“Rethinking Our Political Responsibilites”
by, James W. Skillen
During my forty-plus years of teaching college and then directing the Center for Public Justice, two issues kept perplexing me. One was the fact that Americans in general, and Christians in particular, spoke easily about God and politics (in phrases such as “God bless America”) but seldom if ever spoke of Christ and politics. The second perplexity was the regular and easy expression of love for America, on the one hand, but of suspicion and even disrespect for government, on the other hand.
How did these attitudes come about? What do they mean? The Good of Politics represents an attempt to find answers to these questions and to explain the two perplexities.
With regard to the first expression or attitude, the New Testament makes clear that Christ is Lord of lords, and when Jesus gives the Great Commission to his disciples, he states, “All authority in heaven and on earth has been given to me” (Matt. 28:18). Somehow, over the centuries, our understanding of the supreme lordship of Christ was reduced to something spiritual not material, to something heavenly and inward not earthly and outward, to something redemptive and ecclesiastical over against the responsibilities of government.
When the American colonies were established, the Puritans had the idea that their settlement came about like Israel’s exodus from Egypt. They were fleeing the Pharaoh of Britain, crossing the Red Sea of the Atlantic, and entering the Promised Land of New England. Eventually that idea of a new Israel took hold of revolutionaries, whether Christian or not, throughout the colonies. America as a whole was God’s new Israel, a new covenant people, to become a light to the nations. From that time on, the people and their political leaders who called on God addressed a public, political God. American Christians have tended to think of that God as the Christian God, but Jesus Christ no longer performs a revelatory role in earthly politics. The meaning of his lordship over all evaporates from this world’s politics and the meaning of his kingdom is put off until he returns at the final judgment. But to privatize Christ during life in this age and disconnect his lordship from the God who blesses America is to misunderstand the Bible.

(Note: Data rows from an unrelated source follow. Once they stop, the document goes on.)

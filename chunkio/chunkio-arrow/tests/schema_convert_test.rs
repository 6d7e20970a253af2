use std::sync::Arc;

use arrow::datatypes::{
    DataType as ArrowDataType, Field as ArrowField, Fields, Schema as ArrowSchema,
    TimeUnit as ArrowTimeUnit,
};
use chunkio_arrow::{ConvertError, datatype_from_arrow, schema_from_arrow, schema_to_arrow};
use chunkio_core::{DataType, Field, Schema, TimeUnit};

fn all_types_schema() -> Schema {
    Schema::new(vec![
        Field::new("b", DataType::Boolean, false),
        Field::new("i8", DataType::Int8, false),
        Field::new("i16", DataType::Int16, false),
        Field::new("i32", DataType::Int32, true),
        Field::new("i64", DataType::Int64, true),
        Field::new("u8", DataType::UInt8, false),
        Field::new("u16", DataType::UInt16, false),
        Field::new("u32", DataType::UInt32, true),
        Field::new("u64", DataType::UInt64, true),
        Field::new("f32", DataType::Float32, true),
        Field::new("f64", DataType::Float64, true),
        Field::new("s", DataType::Utf8, true),
        Field::new("ls", DataType::LargeUtf8, true),
        Field::new("bin", DataType::Binary, true),
        Field::new("lbin", DataType::LargeBinary, true),
        Field::new("ts", DataType::timestamp(TimeUnit::Millisecond, Some("Europe/Paris")), true),
        Field::new("ts_naive", DataType::timestamp(TimeUnit::Nanosecond, None), true),
        Field::new("d", DataType::Date32, true),
        Field::new("t", DataType::Time64, true),
    ])
}

#[test]
fn schema_to_arrow_converts_every_type() {
    let arrow = schema_to_arrow(&all_types_schema());
    let types: Vec<ArrowDataType> = arrow.fields().iter().map(|f| f.data_type().clone()).collect();
    assert_eq!(
        types,
        vec![
            ArrowDataType::Boolean,
            ArrowDataType::Int8,
            ArrowDataType::Int16,
            ArrowDataType::Int32,
            ArrowDataType::Int64,
            ArrowDataType::UInt8,
            ArrowDataType::UInt16,
            ArrowDataType::UInt32,
            ArrowDataType::UInt64,
            ArrowDataType::Float32,
            ArrowDataType::Float64,
            ArrowDataType::Utf8,
            ArrowDataType::LargeUtf8,
            ArrowDataType::Binary,
            ArrowDataType::LargeBinary,
            ArrowDataType::Timestamp(ArrowTimeUnit::Millisecond, Some(Arc::from("Europe/Paris"))),
            ArrowDataType::Timestamp(ArrowTimeUnit::Nanosecond, None),
            ArrowDataType::Date32,
            ArrowDataType::Time64(ArrowTimeUnit::Microsecond),
        ]
    );
    assert!(!arrow.field(0).is_nullable());
    assert!(arrow.field(3).is_nullable());
    assert_eq!(arrow.field(11).name(), "s");
}

#[test]
fn schema_survives_arrow_conversion() {
    let schema = all_types_schema();
    assert_eq!(schema_from_arrow(&schema_to_arrow(&schema)).unwrap(), schema);
}

#[test]
fn nested_arrow_types_are_unsupported() {
    let schema = ArrowSchema::new(vec![
        ArrowField::new("ok", ArrowDataType::Int32, true),
        ArrowField::new(
            "nested",
            ArrowDataType::Struct(Fields::from(vec![ArrowField::new(
                "a",
                ArrowDataType::Int32,
                true,
            )])),
            true,
        ),
    ]);
    let err = schema_from_arrow(&schema).unwrap_err();
    assert!(matches!(err, ConvertError::UnsupportedType(ArrowDataType::Struct(_))));
}

#[test]
fn only_microsecond_time64_is_supported() {
    assert!(matches!(
        datatype_from_arrow(&ArrowDataType::Time64(ArrowTimeUnit::Nanosecond)),
        Err(ConvertError::UnsupportedType(_))
    ));
    assert!(matches!(
        datatype_from_arrow(&ArrowDataType::Time32(ArrowTimeUnit::Second)),
        Err(ConvertError::UnsupportedType(_))
    ));
    assert_eq!(
        datatype_from_arrow(&ArrowDataType::Time64(ArrowTimeUnit::Microsecond)).unwrap(),
        DataType::Time64
    );
}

The challenge for Christians today is to rethink the meaning of earthly political responsibility in the light of what the Bible actually teaches about Christ’s lordship over all nations and his fulfillment of the one and only Israel as the long-anticipated Messiah who breaks down the wall between Jews and gentiles in inaugurating the kingdom of God.
The second perplexing attitude, the disconnect between loving America and questioning or hating government, is partly related to the first attitude. The love of America is often more than simple patriotism. It is a civil-religious belief that this God-blessed nation is the key to democracy and prosperity in the world, the guarantor of freedom and the key to historical progress under God’s providence. Government, on the other hand, is what humans establish by contract to protect their private property and the pursuit of happiness. It would be best if government did not have to exist, but because of threats to life and liberty, government is necessary to restrain evil and punish evildoers. Apart from this, government simply gets in the way of free people.
This view has ancient roots in the thought of the early church father Augustine, who believed that God established government because of sin. It is not natural for creatures made in the image of God. Much later, the most important political thinker who influenced American thinking, John Locke, offered a modernized version of Augustine. He also said that we are not by nature political creatures. But God is not the one who establishes government; humans do that by their own contract. Government is thus held in suspicion or even hated because it is an unnatural institution that will always try to do more than it is supposed to do. That is why we live with the conundrum of loving the nation as God’s new Israel while distrusting government. But this, too, is unbiblical and does not square with the responsible governing of political communities.
What I try to do in The Good of Politics is first to show how the Bible presents a different framework for understanding just governance—the relation between government and citizens in communities of public justice. Then in Part Two, I survey the development of political thought and practice from Augustine to modern times to explain how people in the West and in many parts of the world have come to believe what they do about political life. Finally, in Part Three, I make a case from a Christian point of view for how we should approach the practical responsibilities of citizenship and governing today.
James W. Skillen (PhD, Duke University) helped found the Center for Public Justice (CPJ), an independent, nonpartisan organization devoted to policy research and civic education for which he served as executive director and president. Now retired from the CPJ, he is engaged in full-time writing, mentoring, and speaking on political thought and public policy. Skillen has authored or edited numerous books, including Recharging the American Experiment, and lives in Birmingham, Alabama.